Grand Teton Hiking
Hiking is a popular activity in Grand Teton National Park. More than 230 miles of trails are available and hikes can range from easy strolls along a lake's scenic shoreline to challenging technical routes up barren mountain peaks. It is important for hikers to know their limitations and choose suitable routes. Hikers sometimes put themselves in danger because they hike routes that are beyond their skill levels or physical capacities.
Permits are not required for day hiking, but are required for all overnight trips. Trailhead parking areas fill early in the day during July and August, so start your hike early to avoid parking problems.

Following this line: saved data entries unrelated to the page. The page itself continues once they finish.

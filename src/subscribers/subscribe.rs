//! # Event subscriber trait.
//!
//! Provides [`Subscribe`] — the extension point for plugging custom event
//! handlers into the runtime.
//!
//! Each subscriber gets:
//! - **Dedicated worker task** (runs independently)
//! - **Bounded queue** (configurable capacity via [`Subscribe::queue_capacity`])
//! - **Panic isolation** (panics caught, reported as `SubscriberPanicked` event)
//!
//! ## Architecture
//! ```text
//! SubscriberSet ──► [queue] ──► worker task ──► subscriber.on_event()
//!                  (bounded)             └────► panic caught & isolated
//! ```
//!
//! ## Rules
//! - Slow subscribers only affect themselves (queue overflow → event drop)
//! - Panics are **isolated** (do not crash runtime or other subscribers)
//! - Subscribers **do not block** publishers or other subscribers
//! - Queue capacity is **per-subscriber** (not global)

use async_trait::async_trait;

use crate::events::Event;

/// Event subscriber for runtime observability.
///
/// Receives events from the runtime via a dedicated worker task with a
/// bounded queue.
///
/// ### Implementation requirements
/// - **Performance**: Slow processing only affects this subscriber's queue
/// - **Async-friendly**: Avoid blocking operations, use async I/O
/// - **Error handling**: Handle errors internally, do not panic
#[async_trait]
pub trait Subscribe: Send + Sync + 'static {
    /// Processes a single event.
    ///
    /// ### Context
    /// - Called from a dedicated worker task (not the publisher)
    /// - Events processed sequentially (FIFO order)
    /// - Panics are caught and reported as `SubscriberPanicked`
    async fn on_event(&self, event: &Event);

    /// Returns subscriber name for logging and diagnostics.
    ///
    /// Used in `SubscriberOverflow` and `SubscriberPanicked` events.
    /// Keep short and descriptive (e.g., "metrics", "audit", "log").
    fn name(&self) -> &'static str {
        std::any::type_name::<Self>()
    }

    /// Returns preferred queue capacity for this subscriber.
    ///
    /// ### Overflow behavior
    /// 1. New event is **dropped** (not queued)
    /// 2. `SubscriberOverflow` event published
    /// 3. Other subscribers unaffected
    fn queue_capacity(&self) -> usize {
        1024
    }
}
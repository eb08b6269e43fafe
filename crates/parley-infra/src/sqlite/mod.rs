//! SQLite storage layer.
//!
//! Repository implementations backed by SQLite with WAL mode and split
//! read/write connection pools.

pub mod chat;
pub mod pool;
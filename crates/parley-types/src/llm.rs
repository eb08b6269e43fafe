//! LLM request/response types for Parley.
//!
//! These types model the data shapes for LLM provider interactions:
//! completion requests, streaming events, usage tracking, and error handling.

use serde::{Deserialize, Serialize};
use std::fmt;
use std::str::FromStr;

/// Role of a message in an LLM conversation.
#[derive(Debug, Clone, PartialEq, Eq, Serialize, Deserialize)]
#[serde(rename_all = "lowercase")]
pub enum MessageRole {
    System,
    User,
    Assistant,
}

impl fmt::Display for MessageRole {
    fn fmt(&self, f: &mut fmt::Formatter<'_>) -> fmt::Result {
        match self {
            MessageRole::System => write!(f, "system"),
            MessageRole::User => write!(f, "user"),
            MessageRole::Assistant => write!(f, "assistant"),
        }
    }
}

impl FromStr for MessageRole {
    type Err = String;

    fn from_str(s: &str) -> Result<Self, Self::Err> {
        match s.to_lowercase().as_str() {
            "system" => Ok(MessageRole::System),
            "user" => Ok(MessageRole::User),
            "assistant" => Ok(MessageRole::Assistant),
            other => Err(format!("invalid message role: '{other}'")),
        }
    }
}

/// A single message in an LLM conversation (role and content only).
#[derive(Debug, Clone, PartialEq, Serialize, Deserialize)]
pub struct Message {
    pub role: MessageRole,
    pub content: String,
}

/// Request to an LLM provider for a completion.
#[derive(Debug, Clone, Serialize, Deserialize)]
pub struct CompletionRequest {
    pub model: String,
    pub messages: Vec<Message>,
    pub max_tokens: u32,
    #[serde(skip_serializing_if = "Option::is_none")]
    pub temperature: Option<f32>,
    #[serde(skip_serializing_if = "Option::is_none")]
    pub top_p: Option<f32>,
    #[serde(skip_serializing_if = "Option::is_none")]
    pub n: Option<u32>,
    #[serde(skip_serializing_if = "Option::is_none")]
    pub presence_penalty: Option<f32>,
    #[serde(skip_serializing_if = "Option::is_none")]
    pub frequency_penalty: Option<f32>,
    #[serde(default)]
    pub stream: bool,
    #[serde(skip_serializing_if = "Option::is_none")]
    pub stop_sequences: Option<Vec<String>>,
}

/// Response from an LLM provider for a non-streaming completion.
#[derive(Debug, Clone, Serialize, Deserialize)]
pub struct CompletionResponse {
    pub id: String,
    pub content: String,
    pub model: String,
    pub stop_reason: StopReason,
    pub usage: Usage,
}

/// Reason why the LLM stopped generating.
#[derive(Debug, Clone, PartialEq, Eq, Serialize, Deserialize)]
#[serde(rename_all = "snake_case")]
pub enum StopReason {
    EndTurn,
    MaxTokens,
    ContentFilter,
}

impl fmt::Display for StopReason {
    fn fmt(&self, f: &mut fmt::Formatter<'_>) -> fmt::Result {
        match self {
            StopReason::EndTurn => write!(f, "end_turn"),
            StopReason::MaxTokens => write!(f, "max_tokens"),
            StopReason::ContentFilter => write!(f, "content_filter"),
        }
    }
}

/// Token usage for a completion request/response.
#[derive(Debug, Clone, Default, PartialEq, Serialize, Deserialize)]
pub struct Usage {
    pub input_tokens: u32,
    pub output_tokens: u32,
}

/// Events emitted during a streaming LLM response.
///
/// A well-formed stream always ends with [`StreamEvent::Done`]; a stream
/// that closes without it was cut short.
#[derive(Debug, Clone, PartialEq, Serialize, Deserialize)]
#[serde(tag = "type", rename_all = "snake_case")]
pub enum StreamEvent {
    /// Connection established with the provider.
    Connected,

    /// A fragment of assistant text.
    TextDelta { text: String },

    /// The message is finishing with a stop reason.
    MessageDelta { stop_reason: StopReason },

    /// Token usage information.
    Usage(Usage),

    /// The stream has completed.
    Done,
}

/// Errors from LLM provider operations.
#[derive(Debug, thiserror::Error)]
pub enum LlmError {
    #[error("provider error: {message}")]
    Provider { message: String },

    #[error("deserialization error: {0}")]
    Deserialization(String),

    #[error("stream error: {0}")]
    Stream(String),

    #[error("rate limited (retry after {retry_after_ms:?}ms)")]
    RateLimited { retry_after_ms: Option<u64> },

    #[error("provider overloaded: {0}")]
    Overloaded(String),

    #[error("authentication failed")]
    AuthenticationFailed,

    #[error("context length exceeded")]
    ContextLengthExceeded,

    #[error("invalid request: {0}")]
    InvalidRequest(String),
}
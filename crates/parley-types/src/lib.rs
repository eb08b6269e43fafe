//! Shared domain types for Parley.
//!
//! This crate contains the value types used across the Parley service:
//! models, chat messages, chat configuration, LLM request/response shapes,
//! application configuration, and their associated error types.
//!
//! Zero infrastructure dependencies -- only serde, uuid, chrono, thiserror.

pub mod chat;
pub mod config;
pub mod error;
pub mod llm;
pub mod model;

In early summer, many trails are snow-covered and you may need an ice axe.
Hikers are reminded to stay on trails; shortcutting is prohibited because it damages fragile vegetation and causes erosion. Visitor centers sell topographic maps and trail guides. Learn and obey basic safety rules. Hike with a buddy or group and let a friend or relative know your planned destination, route, and expected time of return.

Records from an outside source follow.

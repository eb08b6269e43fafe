//! Application configuration types for Parley.
//!
//! `AppConfig` represents the top-level `config.toml` that controls the
//! HTTP server, the database location, the LLM provider endpoint, the
//! default chat configuration, and extra tokenizer registrations.

use serde::{Deserialize, Serialize};

use crate::chat::CompletionConfigInput;

/// Top-level configuration for the Parley service.
///
/// Loaded from `~/.parley/config.toml`. All fields have sensible defaults.
#[derive(Debug, Clone, Default, Serialize, Deserialize)]
pub struct AppConfig {
    #[serde(default)]
    pub server: ServerConfig,

    #[serde(default)]
    pub database: DatabaseConfig,

    #[serde(default)]
    pub provider: ProviderSettings,

    /// Chat configuration stamped onto every inbound request.
    #[serde(default)]
    pub chat: CompletionConfigInput,

    /// Tokenizer registrations added on top of the built-in model families.
    #[serde(default)]
    pub models: Vec<ModelTokenizerConfig>,
}

/// HTTP server settings.
#[derive(Debug, Clone, Serialize, Deserialize)]
pub struct ServerConfig {
    #[serde(default = "default_host")]
    pub host: String,

    #[serde(default = "default_port")]
    pub port: u16,

    /// Token expected in the `Authorization` header. Auth is off when unset.
    #[serde(default)]
    pub auth_token: Option<String>,
}

fn default_host() -> String {
    "127.0.0.1".to_string()
}

fn default_port() -> u16 {
    8080
}

impl Default for ServerConfig {
    fn default() -> Self {
        Self {
            host: default_host(),
            port: default_port(),
            auth_token: None,
        }
    }
}

/// Database settings. The URL defaults to `parley.db` in the data directory.
#[derive(Debug, Clone, Default, Serialize, Deserialize)]
pub struct DatabaseConfig {
    #[serde(default)]
    pub url: Option<String>,
}

/// LLM provider endpoint settings. The API key is read from the environment.
#[derive(Debug, Clone, Serialize, Deserialize)]
pub struct ProviderSettings {
    /// Provider name; well-known names ("openai", "gemini", "mistral",
    /// "groq") imply their base URL.
    #[serde(default = "default_provider_name")]
    pub name: String,

    /// Endpoint of any OpenAI-compatible API. Overrides the name's default.
    #[serde(default)]
    pub base_url: Option<String>,
}

fn default_provider_name() -> String {
    "openai".to_string()
}

impl Default for ProviderSettings {
    fn default() -> Self {
        Self {
            name: default_provider_name(),
            base_url: None,
        }
    }
}

/// Which token-counting rule a model family uses.
#[derive(Debug, Clone, Copy, PartialEq, Eq, Serialize, Deserialize)]
#[serde(rename_all = "lowercase")]
pub enum TokenizerKind {
    /// Character-ratio estimate (`chars_per_token`, default 4).
    Chars,
    /// One token per whitespace-delimited word.
    Words,
}

/// Maps a model-name pattern to a tokenizer.
///
/// `pattern` is an exact model name or a prefix ending in `*`
/// (e.g., `"claude-*"`).
#[derive(Debug, Clone, PartialEq, Serialize, Deserialize)]
pub struct ModelTokenizerConfig {
    pub pattern: String,
    pub tokenizer: TokenizerKind,
    #[serde(default)]
    pub chars_per_token: Option<f32>,
}

#[cfg(test)]
mod tests {
    use super::*;

    #[test]
    fn test_app_config_default_values() {
        let config = AppConfig::default();
        assert_eq!(config.server.host, "127.0.0.1");
        assert_eq!(config.server.port, 8080);
        assert!(config.server.auth_token.is_none());
        assert!(config.database.url.is_none());
        assert_eq!(config.provider.name, "openai");
        assert_eq!(config.chat.model, "gpt-4o-mini");
        assert!(config.models.is_empty());
    }

    #[test]
    fn test_app_config_deserialize_empty() {
        let config: AppConfig = toml::from_str("").unwrap();
        assert_eq!(config.server.port, 8080);
        assert_eq!(config.chat.max_tokens, 1024);
    }

    #[test]
    fn test_app_config_deserialize_with_values() {
        let toml_str = r#"
[server]
port = 9000
auth_token = "secret"

[provider]
name = "local"
base_url = "http://localhost:11434/v1"

[chat]
model = "claude-sonnet-4"
model_max_tokens = 200000
stop = ["END", "STOP"]
initial_system_message = "Be brief."

[[models]]
pattern = "local-*"
tokenizer = "words"

[[models]]
pattern = "claude-sonnet-4"
tokenizer = "chars"
chars_per_token = 3.5
"#;
        let config: AppConfig = toml::from_str(toml_str).unwrap();
        assert_eq!(config.server.port, 9000);
        assert_eq!(config.server.host, "127.0.0.1");
        assert_eq!(config.server.auth_token.as_deref(), Some("secret"));
        assert_eq!(config.provider.name, "local");
        assert_eq!(
            config.provider.base_url.as_deref(),
            Some("http://localhost:11434/v1")
        );
        assert_eq!(config.chat.model, "claude-sonnet-4");
        assert_eq!(config.chat.stop, vec!["END", "STOP"]);
        // Unset chat fields keep their defaults.
        assert_eq!(config.chat.temperature, 1.0);
        assert_eq!(config.models.len(), 2);
        assert_eq!(config.models[0].tokenizer, TokenizerKind::Words);
        assert_eq!(config.models[1].chars_per_token, Some(3.5));
    }
}
//! LLM provider abstractions for Parley.
//!
//! - `LlmProvider`: RPITIT trait for concrete provider implementations
//! - `BoxLlmProvider`: object-safe wrapper for dynamic dispatch
//! - `ModelRegistry`: resolves model names to token counters

pub mod box_provider;
pub mod provider;
pub mod tokenizer;
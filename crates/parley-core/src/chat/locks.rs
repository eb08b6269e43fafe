//! Per-session turn serialization.

use std::sync::Arc;

use dashmap::DashMap;
use tokio::sync::{Mutex, OwnedMutexGuard};
use uuid::Uuid;

/// One async mutex per chat id, created on first use.
///
/// Holding the guard from load through save makes concurrent turns on the
/// same chat run one after another. Different chats never contend.
#[derive(Debug, Default, Clone)]
pub struct SessionLocks {
    locks: Arc<DashMap<Uuid, Arc<Mutex<()>>>>,
}

impl SessionLocks {
    pub fn new() -> Self {
        Self::default()
    }

    /// Wait for exclusive access to `chat_id`.
    ///
    /// Cancel-safe: dropping the future while it waits still removes the
    /// map entry if no one else holds it.
    pub async fn acquire(&self, chat_id: Uuid) -> SessionGuard {
        // Declared before the lock future so it drops after the future has
        // released its handle on the mutex.
        let mut pending = SessionGuard {
            chat_id,
            locks: self.locks.clone(),
            guard: None,
        };

        let lock = self
            .locks
            .entry(chat_id)
            .or_insert_with(|| Arc::new(Mutex::new(())))
            .clone();
        pending.guard = Some(lock.lock_owned().await);
        pending
    }

    /// Number of chat ids with a live lock entry.
    pub fn len(&self) -> usize {
        self.locks.len()
    }

    pub fn is_empty(&self) -> bool {
        self.locks.is_empty()
    }
}

/// Exclusive access to one chat, released on drop.
///
/// While `guard` is `None` the holder is still waiting for the mutex.
pub struct SessionGuard {
    chat_id: Uuid,
    locks: Arc<DashMap<Uuid, Arc<Mutex<()>>>>,
    guard: Option<OwnedMutexGuard<()>>,
}

impl Drop for SessionGuard {
    fn drop(&mut self) {
        self.guard.take();
        // Only the map still holds the lock: nobody is waiting on this chat.
        self.locks
            .remove_if(&self.chat_id, |_, lock| Arc::strong_count(lock) == 1);
    }
}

Wild animals are often encountered by hikers in the backcountry. Learn techniques to stay safe in bear country.
The Grand Teton backcountry can be intimidating because of its rugged nature and inherent dangers. But trails here provide access to some of the most beautiful mountain country on earth and hikes can be very satisfying. Inexperienced hikers do well participating in ranger-led hikes. Moderate trails wind through the park's popular areas and are great for casual hikers. Hard-core hikers, backpackers and climbers enjoy treks up the park's many peaks.
Grand Teton hiking offers something for everyone.